Austin’s powerful brace moves QPR up to second – report
Sunday, 19th Jan 2014 22:13 by Clive Whittingham
Two more goals for flying forward Charlie Austin sealed an entertaining 2-1 win for QPR against an impressive Huddersfield team at Loftus Road on Saturday.
Take Charlie Austin’s 14 goals away from Queens Park Rangers’ total this season and they’d have 13 fewer points and be outside the play-off zone. Leave them in, including the two powerful efforts that won a close and entertaining match against Huddersfield at Loftus Road on Saturday, and the R’s are back up to second and still on course for an immediate return to the Premier League.
QPR’s next top scorer after the former Burnley man is Matt Phillips with three and having climbed unfeasibly high to head home a last minute winner against Doncaster Rovers on this ground on New Year’s Day, Austin further underlined his importance to Harry Redknapp’s side against the Terriers from the other side of Yorkshire.

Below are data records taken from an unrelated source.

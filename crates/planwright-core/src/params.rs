//! Parameter structures for console operations
//!
//! These structures are shared by every interface (one-shot CLI commands and
//! the interactive console session) without framework-specific derives.
//! Interface layers wrap them with their own argument types and convert via
//! `From`, keeping clap concerns out of the core:
//!
//! ```text
//! ┌─────────────────┐    ┌─────────────────┐
//! │   CLI Args      │    │  Core Params    │
//! │  (clap derives) │───▶│ (minimal deps)  │
//! └─────────────────┘    └─────────────────┘
//! ```

use serde::{Deserialize, Serialize};

use crate::models::EnabledFilter;

/// Generic parameters for operations requiring just a plan ID.
///
/// Used for show, edit and toggle.
#[derive(Debug, Clone, Default, Serialize, Deserialize)]
pub struct Id {
    /// The ID of the plan to operate on
    pub id: String,
}

impl Id {
    pub fn new(id: impl Into<String>) -> Self {
        Self { id: id.into() }
    }
}

/// Parameters for listing plans.
#[derive(Debug, Clone, Default, PartialEq, Eq, Serialize, Deserialize)]
pub struct ListPlans {
    /// Which plans to show by enabled flag
    #[serde(default)]
    pub status: EnabledFilter,
    /// Case-insensitive substring to match against plan names
    #[serde(default)]
    pub search: Option<String>,
}
//! Wizard steps and navigation outcomes.

use std::str::FromStr;

use jiff::Timestamp;
use serde::Serialize;

use crate::{models::PlanStatus, validation::ValidationErrors};

/// The four screens of the guided flow, in order.
#[derive(Debug, Clone, Copy, PartialEq, Eq, PartialOrd, Ord, Hash, Serialize)]
pub enum WizardStep {
    Details,
    Checkpoints,
    Refinement,
    Review,
}

impl WizardStep {
    pub const ALL: [WizardStep; 4] = [
        WizardStep::Details,
        WizardStep::Checkpoints,
        WizardStep::Refinement,
        WizardStep::Review,
    ];

    /// 1-based position in the flow.
    pub fn number(&self) -> usize {
        *self as usize + 1
    }

    pub fn title(&self) -> &'static str {
        match self {
            WizardStep::Details => "Details",
            WizardStep::Checkpoints => "Checkpoints",
            WizardStep::Refinement => "AI Refinement",
            WizardStep::Review => "Review",
        }
    }

    pub fn next(&self) -> Option<WizardStep> {
        Self::ALL.get(self.number()).copied()
    }

    pub fn prev(&self) -> Option<WizardStep> {
        (*self as usize)
            .checked_sub(1)
            .and_then(|i| Self::ALL.get(i).copied())
    }
}

/// Whether the wizard creates a new plan or edits a stored one.
///
/// Edit mode carries the identity and lifecycle fields of the stored plan,
/// which the wizard never edits and hands back unchanged on save.
#[derive(Debug, Clone, PartialEq, Eq)]
pub enum WizardMode {
    Create,
    Edit {
        id: String,
        status: PlanStatus,
        enabled: bool,
        created_at: Timestamp,
    },
}

impl WizardMode {
    pub fn is_edit(&self) -> bool {
        matches!(self, WizardMode::Edit { .. })
    }
}

/// Tunables for a wizard session.
#[derive(Debug, Clone, Copy, PartialEq, Eq)]
pub struct WizardOptions {
    /// Add one blank checkpoint on first entry into an empty Checkpoints step
    pub seed_first_checkpoint: bool,
}

impl Default for WizardOptions {
    fn default() -> Self {
        Self {
            seed_first_checkpoint: true,
        }
    }
}

/// Outcome of a navigation request.
#[derive(Debug, Clone, PartialEq, Eq)]
pub enum Transition {
    Moved { from: WizardStep, to: WizardStep },
    /// The gate for `step` failed; the wizard stayed put.
    Blocked {
        step: WizardStep,
        errors: ValidationErrors,
    },
    /// Already on the first step.
    AtStart,
    /// Already on the last step.
    AtEnd,
}

/// Result of [`super::Wizard::finish`].
#[derive(Debug, Clone, PartialEq, Eq)]
pub enum Finish {
    /// Every gate passed; the draft is ready to store.
    Ready(Box<crate::models::PlanDraft>),
    /// Revalidation failed; the wizard moved to `step`.
    Blocked {
        step: WizardStep,
        errors: ValidationErrors,
    },
}

/// A piece of marketing copy that has a refinement suggestion.
#[derive(Debug, Clone, Copy, PartialEq, Eq)]
pub enum RefinedField {
    Description,
    Benefits,
    SellingPoints,
}

impl RefinedField {
    pub const ALL: [RefinedField; 3] = [
        RefinedField::Description,
        RefinedField::Benefits,
        RefinedField::SellingPoints,
    ];

    pub fn label(&self) -> &'static str {
        match self {
            RefinedField::Description => "Description",
            RefinedField::Benefits => "Benefits",
            RefinedField::SellingPoints => "Key Selling Points",
        }
    }
}

impl FromStr for RefinedField {
    type Err = String;

    fn from_str(s: &str) -> Result<Self, Self::Err> {
        match s.trim().to_lowercase().replace(|c: char| matches!(c, '-' | '_' | ' '), "").as_str() {
            "description" => Ok(RefinedField::Description),
            "benefits" => Ok(RefinedField::Benefits),
            "sellingpoints" => Ok(RefinedField::SellingPoints),
            _ => Err(format!("Invalid refined field: {s}")),
        }
    }
}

Both were typical goals from a player who betrays his brick-layer past with a rough, bustling, physical style that marries up with footballing ability to make him the perfect Championship centre forward. The first was powered home with his right foot at the Loft End after Niko Kranjcar had helped Clint Hill’s long punt onto Andy Johnson and he’d nodded it down in Austin’s path. The second, which turned out to be the winner, was headed home inside a crowded six yard box when Benoit Assou-Ekotto finally cured QPR’s chronic problem with delivering well from corner kicks.
Austin came to QPR with a record of 45 goals in 90 appearances for Burnley but with question marks hanging over his head. Hull City had reneged on a deal to sign him during the summer at the eleventh hour citing a long-standing knee problem, and there was a court case for a violent incident in a nightclub toilet to brush under the carpet as well. Initially it looked like an odd addition for a club chanting a “right sort” mantra in the wake of a horror 2012/13 campaign.

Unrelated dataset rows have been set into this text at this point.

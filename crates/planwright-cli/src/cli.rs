//! Handlers for the one-shot subcommands.

use std::path::Path;

use anyhow::{bail, Context, Result};
use planwright_core::{
    compile_scoring_prompt, models::PackagePlan, validate_plan, Console, Id, ListPlans,
    PlanDraft,
};

use crate::renderer::TerminalRenderer;

/// Runs one subcommand against a console and renders the result.
pub struct Cli<'a> {
    console: &'a Console,
    renderer: &'a TerminalRenderer,
}

impl<'a> Cli<'a> {
    pub fn new(console: &'a Console, renderer: &'a TerminalRenderer) -> Self {
        Self { console, renderer }
    }

    /// Run every wizard gate over a draft file.
    pub fn validate(&self, path: &Path) -> Result<()> {
        let draft = read_draft(path)?;
        let errors = validate_plan(&draft);
        if errors.is_empty() {
            return self
                .renderer
                .render(&format!("Plan draft **{}** is valid.\n", draft.name.trim()));
        }

        self.renderer
            .render(&format!("# Validation failed\n\n{errors}"))?;
        bail!("{} has validation errors", path.display())
    }

    /// Print the compiled scoring instructions for a draft file.
    ///
    /// The draft must pass validation first; compiling an incomplete plan
    /// would produce instructions with holes in them.
    pub fn compile(&self, path: &Path) -> Result<()> {
        let draft = read_draft(path)?;
        let errors = validate_plan(&draft);
        if !errors.is_empty() {
            self.renderer
                .render(&format!("# Validation failed\n\n{errors}"))?;
            bail!("Cannot compile {}: fix the validation errors first", path.display());
        }
        self.renderer.raw(&compile_scoring_prompt(&draft))
    }

    pub async fn list_plans(&self, params: &ListPlans) -> Result<()> {
        let plans = self
            .console
            .list_plans(params)
            .await
            .context("Failed to list plans")?;
        self.renderer.render(&plans.to_string())
    }

    pub async fn show_plan(&self, params: &Id) -> Result<()> {
        let plan = self
            .console
            .show_plan(params)
            .await
            .with_context(|| format!("Failed to show plan {}", params.id))?;
        self.renderer.render(&plan.to_string())
    }
}

/// Read a draft from JSON. A saved plan parses too; its identity fields are
/// ignored.
pub fn read_draft(path: &Path) -> Result<PlanDraft> {
    let content = std::fs::read_to_string(path)
        .with_context(|| format!("Failed to read {}", path.display()))?;
    serde_json::from_str(&content)
        .with_context(|| format!("Failed to parse plan draft from {}", path.display()))
}

/// Read the plans used to preload the in-memory store.
pub fn read_seed_plans(path: &Path) -> Result<Vec<PackagePlan>> {
    let content = std::fs::read_to_string(path)
        .with_context(|| format!("Failed to read seed file {}", path.display()))?;
    serde_json::from_str(&content)
        .with_context(|| format!("Failed to parse seed plans from {}", path.display()))
}

#[cfg(test)]
mod tests {
    use std::io::Write;

    use tempfile::NamedTempFile;

    use super::*;

    #[test]
    fn test_read_draft_accepts_saved_plan_shape() {
        let mut file = NamedTempFile::new().unwrap();
        write!(
            file,
            r#"{{"id": "plan-1", "name": "Gold", "status": "Published", "enabled": true,
                "packageDetails": {{"price": 10, "currency": "usd"}}}}"#
        )
        .unwrap();

        let draft = read_draft(file.path()).unwrap();
        assert_eq!(draft.name, "Gold");
        assert_eq!(draft.package_details.price.as_f64(), Some(10.0));
    }

    #[test]
    fn test_read_seed_plans_rejects_non_array() {
        let mut file = NamedTempFile::new().unwrap();
        write!(file, r#"{{"id": "plan-1"}}"#).unwrap();
        assert!(read_seed_plans(file.path()).is_err());
    }
}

But having spent his late teens and early 20s forging a career at football’s coalface, playing for hometown Hungerford and non-league Poole Town while carrying brick for his father’s building company, before getting a chance at Swindon, Austin has developed into a first class centre forward and vital asset to QPR. His work rate, strength in the air and hold up and lay game are every bit as important as his eye for goal which has never diminished since he turned professional back in 2009. In a QPR team that’s basing its success on defence, rather than creating a slew of chances, Austin now has 14 goals in 27 appearances.

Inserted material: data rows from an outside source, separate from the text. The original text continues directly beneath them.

//! Compilation of wizard state into prompt text.
//!
//! Both prompts are rendered through `Display` wrappers so the text is built
//! in one pass and is byte-for-byte reproducible: identical input always
//! yields identical output, with no timestamps or unordered collections
//! involved. Target markets iterate in their declaration order.
//!
//! # Examples
//!
//! ```rust
//! use planwright_core::{
//!     models::{DurationUnit, PlanDraft, PlanDuration},
//!     prompt::compile_scoring_prompt,
//! };
//!
//! let mut draft = PlanDraft::default();
//! draft.name = "Trial Plan".to_string();
//! draft.package_details.duration = PlanDuration::new(1, DurationUnit::Month);
//!
//! let prompt = compile_scoring_prompt(&draft);
//! assert!(prompt.contains("for 1 month\n"));
//! assert_eq!(prompt, compile_scoring_prompt(&draft));
//! ```

use std::fmt;

use crate::{
    assistant::RefinementRequest,
    models::{split_items, CriteriaField, Market, PlanDraft},
};

const SCORING_PREAMBLE: &str = "You are an AI assistant tasked with creating a detailed scoring prompt for evaluating customer service or sales interactions. Based on the following structured data, generate a single, comprehensive \"Scoring Prompt\". This prompt will be used by another AI to analyze and score a conversation transcript.";

const SCORING_CLOSING: &str = "Synthesize all of the above information. Your output should be a single, detailed scoring prompt. This prompt should clearly instruct an AI on what to look for, how to score the conversation against each checkpoint using the provided criteria, and how to interpret the context of the product being sold. Be clear and direct.";

/// Compile the instructions handed to the prompt-generation collaborator.
pub fn compile_scoring_prompt(draft: &PlanDraft) -> String {
    ScoringPrompt(draft).to_string()
}

/// Compile the instructions handed to the refinement collaborator.
pub fn compile_refinement_prompt(request: &RefinementRequest) -> String {
    RefinementPrompt(request).to_string()
}

/// Join markets with `", "` in declaration order.
pub(crate) fn market_list<'a>(markets: impl IntoIterator<Item = &'a Market>) -> String {
    markets
        .into_iter()
        .map(Market::as_str)
        .collect::<Vec<_>>()
        .join(", ")
}

fn write_bullets(f: &mut fmt::Formatter<'_>, text: &str) -> fmt::Result {
    for item in split_items(text) {
        writeln!(f, "  - {item}")?;
    }
    Ok(())
}

/// Scoring-prompt renderer.
pub struct ScoringPrompt<'a>(pub &'a PlanDraft);

impl fmt::Display for ScoringPrompt<'_> {
    fn fmt(&self, f: &mut fmt::Formatter<'_>) -> fmt::Result {
        let draft = self.0;
        let details = &draft.package_details;

        writeln!(f, "{SCORING_PREAMBLE}")?;
        writeln!(f)?;
        writeln!(f, "**Package: {}**", draft.name)?;
        writeln!(f, "*Description: {}*", draft.description)?;
        writeln!(f)?;
        writeln!(f, "---")?;
        writeln!(f)?;

        writeln!(f, "**CONTEXT: PRODUCT/PACKAGE DETAILS**")?;
        writeln!(
            f,
            "The agent is selling or discussing the following package. The evaluation AI must understand this context."
        )?;
        writeln!(f)?;
        writeln!(f, "- **Package Name:** {}", draft.name)?;
        writeln!(f, "- **Target Market:** {}", market_list(&details.target_market))?;
        writeln!(
            f,
            "- **Price and Duration:** {} {} for {}",
            details.price.as_text().unwrap_or_default(),
            details.currency.code(),
            details.duration
        )?;
        writeln!(f, "- **Benefits:**")?;
        write_bullets(f, &details.benefits)?;
        writeln!(f, "- **Key Selling Points to Emphasize:**")?;
        write_bullets(f, &details.selling_points)?;
        writeln!(f)?;
        writeln!(f, "---")?;
        writeln!(f)?;

        writeln!(f, "**EVALUATION CHECKPOINTS**")?;
        if draft.checkpoints.is_empty() {
            writeln!(
                f,
                "No checkpoints were defined. The AI must score the conversation against the package context alone."
            )?;
            writeln!(f)?;
        } else {
            writeln!(
                f,
                "The AI must evaluate the conversation based on these specific checkpoints."
            )?;
            writeln!(f)?;
            for cp in &draft.checkpoints {
                writeln!(f, "**Checkpoint: \"{}\"**", cp.category)?;
                writeln!(
                    f,
                    "*This checkpoint assesses the agent's ability to effectively communicate the category of \"{}\".*",
                    cp.category
                )?;
                writeln!(f)?;
                writeln!(f, "Rating Criteria:")?;
                for tier in CriteriaField::ALL {
                    writeln!(
                        f,
                        "- **{} ({}):** {}",
                        tier.label(),
                        tier.meaning(),
                        cp.criteria.get(tier)
                    )?;
                }
                writeln!(f)?;
            }
        }

        writeln!(f, "---")?;
        writeln!(f)?;
        writeln!(f, "**FINAL INSTRUCTION FOR EVALUATION AI:**")?;
        write!(f, "{SCORING_CLOSING}")
    }
}

/// Refinement-prompt renderer.
pub struct RefinementPrompt<'a>(pub &'a RefinementRequest);

impl fmt::Display for RefinementPrompt<'_> {
    fn fmt(&self, f: &mut fmt::Formatter<'_>) -> fmt::Result {
        let request = self.0;

        writeln!(
            f,
            "You are a marketing copy editor for subscription packages. Rewrite the copy below so it is clearer, more persuasive and concise. Do not invent features, prices or guarantees that are not already stated."
        )?;
        writeln!(f)?;
        writeln!(f, "Package name: {}", request.name)?;
        writeln!(f, "Target market: {}", market_list(&request.target_market))?;
        writeln!(f)?;
        writeln!(f, "Description:")?;
        writeln!(f, "{}", request.description.trim())?;
        writeln!(f)?;
        writeln!(f, "Benefits (one per line):")?;
        for item in split_items(&request.benefits) {
            writeln!(f, "{item}")?;
        }
        writeln!(f)?;
        writeln!(f, "Key selling points (one per line):")?;
        for item in split_items(&request.selling_points) {
            writeln!(f, "{item}")?;
        }
        writeln!(f)?;
        writeln!(f, "Respond with a JSON object containing exactly these string fields:")?;
        writeln!(f, "- \"refinedDescription\": the improved description")?;
        writeln!(
            f,
            "- \"refinedBenefits\": the improved benefits, one per line separated by \\n"
        )?;
        write!(
            f,
            "- \"refinedSellingPoints\": the improved selling points, one per line separated by \\n"
        )
    }
}

#[cfg(test)]
mod tests {
    use super::*;
    use crate::models::{
        Checkpoint, Criteria, Currency, DurationUnit, NumericInput, PlanDuration,
    };

    fn sample_draft() -> PlanDraft {
        let mut draft = PlanDraft {
            name: "Trial Plan".to_string(),
            description: "A free trial of the AI job folder.".to_string(),
            ..Default::default()
        };
        let details = &mut draft.package_details;
        details.target_market = [Market::Startup, Market::Sme].into_iter().collect();
        details.price = NumericInput::from("0");
        details.currency = Currency::Sgd;
        details.duration = PlanDuration::new(3, DurationUnit::Month);
        details.benefits = "Automated sorting\n\n  AI skill matching  \n".to_string();
        details.selling_points = "Save time\nTry the future".to_string();
        draft.checkpoints = vec![
            Checkpoint {
                id: "cp-1".to_string(),
                category: "Info Accuracy".to_string(),
                criteria: Criteria {
                    very_good: "VG text".to_string(),
                    good: "G text".to_string(),
                    bad: "B text".to_string(),
                    very_bad: "VB text".to_string(),
                },
            },
            Checkpoint {
                id: "cp-2".to_string(),
                category: "Clarity".to_string(),
                criteria: Criteria::default(),
            },
        ];
        draft
    }

    #[test]
    fn test_duration_pluralization() {
        let mut draft = sample_draft();
        draft.package_details.duration = PlanDuration::new(1, DurationUnit::Month);
        let singular = compile_scoring_prompt(&draft);
        assert!(singular.contains("for 1 month\n"));
        assert!(!singular.contains("1 months"));

        draft.package_details.duration = PlanDuration::new(3, DurationUnit::Month);
        assert!(compile_scoring_prompt(&draft).contains("for 3 months\n"));
    }

    #[test]
    fn test_context_block() {
        let prompt = compile_scoring_prompt(&sample_draft());
        assert!(prompt.contains("**Package: Trial Plan**"));
        assert!(prompt.contains("- **Target Market:** SME, Startup\n"));
        assert!(prompt.contains("- **Price and Duration:** 0 SGD for 3 months\n"));
        assert!(prompt.contains(
            "- **Benefits:**\n  - Automated sorting\n  - AI skill matching\n- **Key Selling Points"
        ));
        assert!(prompt.contains("  - Save time\n  - Try the future\n"));
    }

    #[test]
    fn test_checkpoints_rendered_in_order_with_tiers() {
        let prompt = compile_scoring_prompt(&sample_draft());

        let first = prompt.find("**Checkpoint: \"Info Accuracy\"**").unwrap();
        let second = prompt.find("**Checkpoint: \"Clarity\"**").unwrap();
        assert!(first < second);

        let tiers = [
            "- **Very Good (Excellent Performance):** VG text",
            "- **Good (Competent Performance):** G text",
            "- **Bad (Poor Performance):** B text",
            "- **Very Bad (Complete Failure):** VB text",
        ];
        let positions: Vec<usize> = tiers.iter().map(|t| prompt.find(t).unwrap()).collect();
        assert!(positions.windows(2).all(|w| w[0] < w[1]));
    }

    #[test]
    fn test_section_order_and_closing() {
        let prompt = compile_scoring_prompt(&sample_draft());
        let header = prompt.find("**Package:").unwrap();
        let context = prompt.find("**CONTEXT: PRODUCT/PACKAGE DETAILS**").unwrap();
        let checkpoints = prompt.find("**EVALUATION CHECKPOINTS**").unwrap();
        let closing = prompt.find("**FINAL INSTRUCTION FOR EVALUATION AI:**").unwrap();
        assert!(header < context && context < checkpoints && checkpoints < closing);
        assert!(prompt.ends_with("Be clear and direct."));
    }

    #[test]
    fn test_compilation_is_byte_identical() {
        let draft = sample_draft();
        let first = compile_scoring_prompt(&draft);
        let second = compile_scoring_prompt(&draft.clone());
        assert_eq!(first.as_bytes(), second.as_bytes());
    }

    #[test]
    fn test_empty_rubric_note() {
        let mut draft = sample_draft();
        draft.checkpoints.clear();
        let prompt = compile_scoring_prompt(&draft);
        assert!(prompt.contains("No checkpoints were defined."));
        assert!(!prompt.contains("Rating Criteria:"));
    }

    #[test]
    fn test_refinement_prompt_lists_copy() {
        let request = RefinementRequest::from(&sample_draft());
        let prompt = compile_refinement_prompt(&request);
        assert!(prompt.contains("Package name: Trial Plan"));
        assert!(prompt.contains("Target market: SME, Startup"));
        assert!(prompt.contains("Benefits (one per line):\nAutomated sorting\nAI skill matching\n"));
        assert!(prompt.contains("\"refinedSellingPoints\""));
        assert_eq!(prompt, compile_refinement_prompt(&request));
    }
}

And so he should, some would argue, given that newly relegated QPR spent £4m to bring him in from Turf Moor during the summer – a fair whack for a Championship team that was meant to be trying to trim its wage bill at the time. Huddersfield Town chairman Dean Hoyle said earlier this season that the money spent by the relegated sides - £25-30m on wages alone according to him – was “horrendous” and cited one side paying a loan player £34,000 a week. “Some clubs that have come down from the top division have behaved unbelievably,” he said, and it didn’t need the might of the Met Police’s forensic crime unit to work out which club he’s referring to.
Huddersfield’s wage bill was reduced to £9m for this season and their transfer policy is based on scouting further down the leagues – Joe Lolley arrived this week after impressing in the Conference for Kidderminster and sat on the bench here, Nahki Wells has arrived from Bradford and already starting repaying his transfer fee with a late winner on his debut against Millwall last week.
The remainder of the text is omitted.